Similarly, cases have been reported following upper respiratory tract infections.
ManifestationThis section has been translated automatically.
Clinical featuresThis section has been translated automatically.
Episodic course over several days: Between days 1-4 abdominal discomfort, nausea, generalized edema, hypotension, cardiopulmonary dysregulation, acute renal failure (partly due to hypovolemia). Thereafter, counter-regulation of extravasation and appearance of pulmonary edema.The clinical picture may be recurrent, the crises last days to weeks. From severity 1 with hypotension to the fatal severity 4.prodrome are weakness, fatigue, myalgias, hypotension, possibly diarrhea, abdominal pain, also rhinitis and cough, and possibly fever. Due to the drop in blood pressure, hypovolemic shock may occur.
Differential diagnosisThis section has been translated automatically.
sepsis, anaphylaxis, venous stasis, enteropathy with protein loss and nephrotic syndrome
Complication(s)This section has been translated automatically.
The disease can lead to potentially life-threatening hypotension and multiple organ failure.
Compartment syndrome with rhabdomyolysis, cardiac arrhythmias, thrombosis, pancreatitis, pericarditis, seizures, cerebral edema, myocardial thickening, pericarditis, pulmonary edema, possibly acute and lethal.
Due to hypoperfusion, renal failure with acute tubular necrosis may occur.
TherapyThis section has been translated automatically.
Progression/forecastThis section has been translated automatically.
A similar, sporadic clinical picture is described as episodic angioedema with eosinophilia.
Prognosis is serious: after 10 years 30-40% mortality.
LiteratureThis section has been translated automatically.
- Amoura Z et al (1997) Systemic capillary leak syndrome: report on 13 patients with special focus on course and treatment. Am J Med 103: 514-519
- Atkinson JP et al (1977) Systemic capillary leak syndrome and monoclonal IgG gammopathy; studies in a sixth patient and a review of the literature. Medicine (Baltimore) 56: 225-239
- Duron L et al (2014) Idiopathic and secondary capillary leak syndromes: A systematic review of the literature. Rev Med Intern doi: 10.1016/j
- Vos LE et al (2007) Acitretin induces capillary leak syndrome in a patient with pustular psoriasis. J Am Acad Dermatol 56: 339-342.
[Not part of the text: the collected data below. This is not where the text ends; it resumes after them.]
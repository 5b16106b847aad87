//! Multicast membership types.

use crate::ports::PortMask;
use serde::Serialize;
use sonic_bridge_types::FlowKey;

/// Snooped state for one (source, group, VLAN).
#[derive(Debug, Clone, PartialEq, Eq, Serialize)]
pub struct GroupEntry {
    #[serde(serialize_with = "serialize_key")]
    pub key: FlowKey,
    /// Ports with listeners.
    pub members: PortMask,
    /// Ports receiving this group regardless of listeners.
    pub router_ports: PortMask,
}

fn serialize_key<S: serde::Serializer>(key: &FlowKey, s: S) -> Result<S::Ok, S::Error> {
    s.collect_str(key)
}

impl GroupEntry {
    pub fn new(key: FlowKey) -> Self {
        Self {
            key,
            members: PortMask::EMPTY,
            router_ports: PortMask::EMPTY,
        }
    }
}

/// A membership change reported by the snooping collaborator.
#[derive(Debug, Clone, PartialEq, Eq)]
pub struct MembershipUpdate {
    pub key: FlowKey,
    /// Replaces the entry's member set, or its router-port set when
    /// `is_router_port` is true.
    pub ports: PortMask,
    pub is_router_port: bool,
}

impl MembershipUpdate {
    pub fn members(key: FlowKey, ports: PortMask) -> Self {
        Self {
            key,
            ports,
            is_router_port: false,
        }
    }

    pub fn router_ports(key: FlowKey, ports: PortMask) -> Self {
        Self {
            key,
            ports,
            is_router_port: true,
        }
    }
}

/// Ports a known flow is delivered to.
#[derive(Debug, Clone, Copy, PartialEq, Eq, Default)]
pub struct MembershipView {
    pub members: PortMask,
    /// Per-group router ports plus the bridge-wide router ports.
    pub router_ports: PortMask,
    /// Index generation the view was read at. A hardware entry built from
    /// this view is only recorded if the generation is still current.
    pub generation: u64,
}

impl MembershipView {
    /// Every port that should receive the flow.
    pub fn ports(&self) -> PortMask {
        self.members.union(self.router_ports)
    }
}

/// Effect of a membership mutation on the hardware table.
#[derive(Debug, Clone, Default, PartialEq, Eq)]
pub struct IndexChange {
    /// Entry removed by an expiry.
    pub removed: Option<GroupEntry>,
    /// Programmed flows built from the old membership. The caller
    /// invalidates them in hardware.
    pub released: Vec<FlowKey>,
}

/// Result of a group lookup.
#[derive(Debug, Clone, Copy, PartialEq, Eq)]
pub enum Membership {
    Known(MembershipView),
    /// No entry for the flow; it takes the unknown-multicast path.
    Unknown,
}

impl Membership {
    pub fn is_known(&self) -> bool {
        matches!(self, Membership::Known(_))
    }
}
- Xie Z et al (2014) Inflammatory markers of the systemic capillary leak syndrome (Clarkson disease). J Clin Cell Immunol PubMed PMID: 25405070
- Zancanaro A et al (2015) Clinical and pathological findings of a fatal systemic capillary leak syndrome (clarkson disease): a case report. Medicine (Baltimore) 94:e591
Incoming links (5)
Acitretin; Anaphylactic shock; Angioedema episodic with eosinophilia; Imiquimod; Interleukin-2 therapy;Outgoing links (7)
Acitretin; Angioedema episodic with eosinophilia; Cytokines; Imiquimod; Kidney failure, acute; Nephrotic syndrome; Paraproteinemic skin diseases;Disclaimer
Please ask your physician for a reliable diagnosis. This website is only meant as a reference.